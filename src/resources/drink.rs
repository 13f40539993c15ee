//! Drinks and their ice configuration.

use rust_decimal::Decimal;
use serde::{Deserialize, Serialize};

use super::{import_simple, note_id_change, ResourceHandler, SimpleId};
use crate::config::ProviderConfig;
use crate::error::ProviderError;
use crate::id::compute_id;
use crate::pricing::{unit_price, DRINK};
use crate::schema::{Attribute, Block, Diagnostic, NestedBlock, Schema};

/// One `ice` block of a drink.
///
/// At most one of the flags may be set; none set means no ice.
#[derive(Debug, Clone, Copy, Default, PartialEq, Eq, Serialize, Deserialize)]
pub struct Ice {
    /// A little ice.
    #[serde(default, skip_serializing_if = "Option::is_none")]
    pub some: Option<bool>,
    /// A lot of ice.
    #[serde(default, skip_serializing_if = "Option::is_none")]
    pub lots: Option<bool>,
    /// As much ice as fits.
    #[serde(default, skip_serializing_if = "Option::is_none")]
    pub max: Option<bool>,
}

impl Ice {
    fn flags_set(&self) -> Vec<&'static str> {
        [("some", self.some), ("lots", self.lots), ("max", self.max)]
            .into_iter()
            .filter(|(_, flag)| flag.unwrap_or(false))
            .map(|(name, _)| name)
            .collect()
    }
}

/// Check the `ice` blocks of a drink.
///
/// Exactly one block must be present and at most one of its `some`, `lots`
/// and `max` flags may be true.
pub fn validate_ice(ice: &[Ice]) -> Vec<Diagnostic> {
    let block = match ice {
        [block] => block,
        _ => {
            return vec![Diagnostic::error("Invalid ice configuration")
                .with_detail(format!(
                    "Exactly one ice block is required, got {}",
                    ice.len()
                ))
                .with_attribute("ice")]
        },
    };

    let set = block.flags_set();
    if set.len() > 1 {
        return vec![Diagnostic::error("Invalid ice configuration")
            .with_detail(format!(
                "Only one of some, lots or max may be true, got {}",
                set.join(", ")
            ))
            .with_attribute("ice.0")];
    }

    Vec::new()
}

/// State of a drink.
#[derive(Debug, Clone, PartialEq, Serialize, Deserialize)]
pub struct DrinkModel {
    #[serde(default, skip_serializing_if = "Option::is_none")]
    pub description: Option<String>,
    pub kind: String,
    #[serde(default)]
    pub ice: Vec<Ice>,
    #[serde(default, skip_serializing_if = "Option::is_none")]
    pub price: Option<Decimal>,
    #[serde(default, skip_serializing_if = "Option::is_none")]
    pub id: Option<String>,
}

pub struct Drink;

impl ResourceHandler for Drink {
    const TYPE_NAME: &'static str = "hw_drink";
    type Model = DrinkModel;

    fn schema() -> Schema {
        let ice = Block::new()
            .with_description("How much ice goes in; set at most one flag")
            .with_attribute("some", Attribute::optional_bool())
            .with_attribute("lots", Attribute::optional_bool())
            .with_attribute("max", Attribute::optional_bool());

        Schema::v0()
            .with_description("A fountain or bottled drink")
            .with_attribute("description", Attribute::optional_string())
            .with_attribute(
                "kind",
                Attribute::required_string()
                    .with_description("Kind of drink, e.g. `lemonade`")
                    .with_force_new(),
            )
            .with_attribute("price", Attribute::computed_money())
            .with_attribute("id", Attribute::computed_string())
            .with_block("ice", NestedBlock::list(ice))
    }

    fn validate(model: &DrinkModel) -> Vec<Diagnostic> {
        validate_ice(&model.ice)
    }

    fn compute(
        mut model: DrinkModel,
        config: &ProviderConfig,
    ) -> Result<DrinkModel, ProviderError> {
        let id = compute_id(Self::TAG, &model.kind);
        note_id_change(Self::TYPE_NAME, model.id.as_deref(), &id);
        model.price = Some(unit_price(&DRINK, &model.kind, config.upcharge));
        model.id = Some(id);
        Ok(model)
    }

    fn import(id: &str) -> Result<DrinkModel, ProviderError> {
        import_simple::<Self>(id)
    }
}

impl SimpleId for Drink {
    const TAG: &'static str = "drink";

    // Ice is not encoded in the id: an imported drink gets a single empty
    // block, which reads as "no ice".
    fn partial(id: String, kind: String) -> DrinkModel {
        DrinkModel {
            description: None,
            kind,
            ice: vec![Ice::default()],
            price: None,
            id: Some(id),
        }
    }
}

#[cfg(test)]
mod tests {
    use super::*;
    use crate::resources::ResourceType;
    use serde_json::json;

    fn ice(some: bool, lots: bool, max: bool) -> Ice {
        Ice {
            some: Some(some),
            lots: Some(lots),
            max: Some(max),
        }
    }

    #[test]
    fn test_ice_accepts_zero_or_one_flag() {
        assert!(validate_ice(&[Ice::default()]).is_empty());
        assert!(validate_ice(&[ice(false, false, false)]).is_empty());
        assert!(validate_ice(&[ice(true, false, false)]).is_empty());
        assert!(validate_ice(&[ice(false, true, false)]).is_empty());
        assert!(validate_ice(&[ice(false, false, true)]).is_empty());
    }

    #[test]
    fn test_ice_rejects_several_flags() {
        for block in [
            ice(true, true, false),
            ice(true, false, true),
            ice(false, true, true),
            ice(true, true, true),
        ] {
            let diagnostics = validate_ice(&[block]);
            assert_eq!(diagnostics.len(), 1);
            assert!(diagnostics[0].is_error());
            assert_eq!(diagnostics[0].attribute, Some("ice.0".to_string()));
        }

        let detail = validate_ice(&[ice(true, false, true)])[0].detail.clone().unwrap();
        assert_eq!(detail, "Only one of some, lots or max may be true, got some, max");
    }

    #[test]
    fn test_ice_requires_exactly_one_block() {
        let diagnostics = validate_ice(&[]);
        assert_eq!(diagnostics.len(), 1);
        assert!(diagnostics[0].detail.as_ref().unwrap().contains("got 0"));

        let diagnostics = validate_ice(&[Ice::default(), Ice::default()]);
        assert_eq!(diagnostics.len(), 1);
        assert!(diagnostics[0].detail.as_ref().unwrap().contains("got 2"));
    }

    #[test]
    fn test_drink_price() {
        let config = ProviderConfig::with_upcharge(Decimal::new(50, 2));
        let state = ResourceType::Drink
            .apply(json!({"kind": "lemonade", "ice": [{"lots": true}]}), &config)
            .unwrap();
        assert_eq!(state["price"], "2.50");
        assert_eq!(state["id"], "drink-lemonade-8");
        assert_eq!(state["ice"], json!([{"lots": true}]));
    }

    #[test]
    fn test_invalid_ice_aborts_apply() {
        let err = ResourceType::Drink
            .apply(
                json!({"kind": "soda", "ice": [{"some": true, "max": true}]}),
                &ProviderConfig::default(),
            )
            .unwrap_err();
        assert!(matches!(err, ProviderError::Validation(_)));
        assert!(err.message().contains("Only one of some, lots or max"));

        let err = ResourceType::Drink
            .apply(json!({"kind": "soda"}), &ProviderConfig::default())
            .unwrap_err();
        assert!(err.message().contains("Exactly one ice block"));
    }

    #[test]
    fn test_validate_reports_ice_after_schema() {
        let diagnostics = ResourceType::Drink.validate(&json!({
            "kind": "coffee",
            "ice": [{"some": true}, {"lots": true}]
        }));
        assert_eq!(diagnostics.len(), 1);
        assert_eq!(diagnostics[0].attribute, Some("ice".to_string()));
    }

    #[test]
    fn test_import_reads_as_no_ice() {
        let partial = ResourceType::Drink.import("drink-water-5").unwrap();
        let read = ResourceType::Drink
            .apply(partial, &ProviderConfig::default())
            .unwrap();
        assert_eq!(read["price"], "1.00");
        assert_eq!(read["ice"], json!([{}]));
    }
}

Task prompt>
Return, line for line and unchanged, the data from its first line through the line containing "blocks of a drink.".

Exercise output>
filename src/resources/drink.rs
repository 13f40539993c15ee
//! Drinks and their ice configuration.

use rust_decimal::Decimal;
use serde::{Deserialize, Serialize};

use super::{import_simple, note_id_change, ResourceHandler, SimpleId};
use crate::config::ProviderConfig;
use crate::error::ProviderError;
use crate::id::compute_id;
use crate::pricing::{unit_price, DRINK};
use crate::schema::{Attribute, Block, Diagnostic, NestedBlock, Schema};

/// One `ice` block of a drink.
///
/// At most one of the flags may be set; none set means no ice.
#[derive(Debug, Clone, Copy, Default, PartialEq, Eq, Serialize, Deserialize)]
pub struct Ice {
    /// A little ice.
    #[serde(default, skip_serializing_if = "Option::is_none")]
    pub some: Option<bool>,
    /// A lot of ice.
    #[serde(default, skip_serializing_if = "Option::is_none")]
    pub lots: Option<bool>,
    /// As much ice as fits.
    #[serde(default, skip_serializing_if = "Option::is_none")]
    pub max: Option<bool>,
}

impl Ice {
    fn flags_set(&self) -> Vec<&'static str> {
        [("some", self.some), ("lots", self.lots), ("max", self.max)]
            .into_iter()
            .filter(|(_, flag)| flag.unwrap_or(false))
            .map(|(name, _)| name)
            .collect()
    }
}

/// Check the `ice` blocks of a drink.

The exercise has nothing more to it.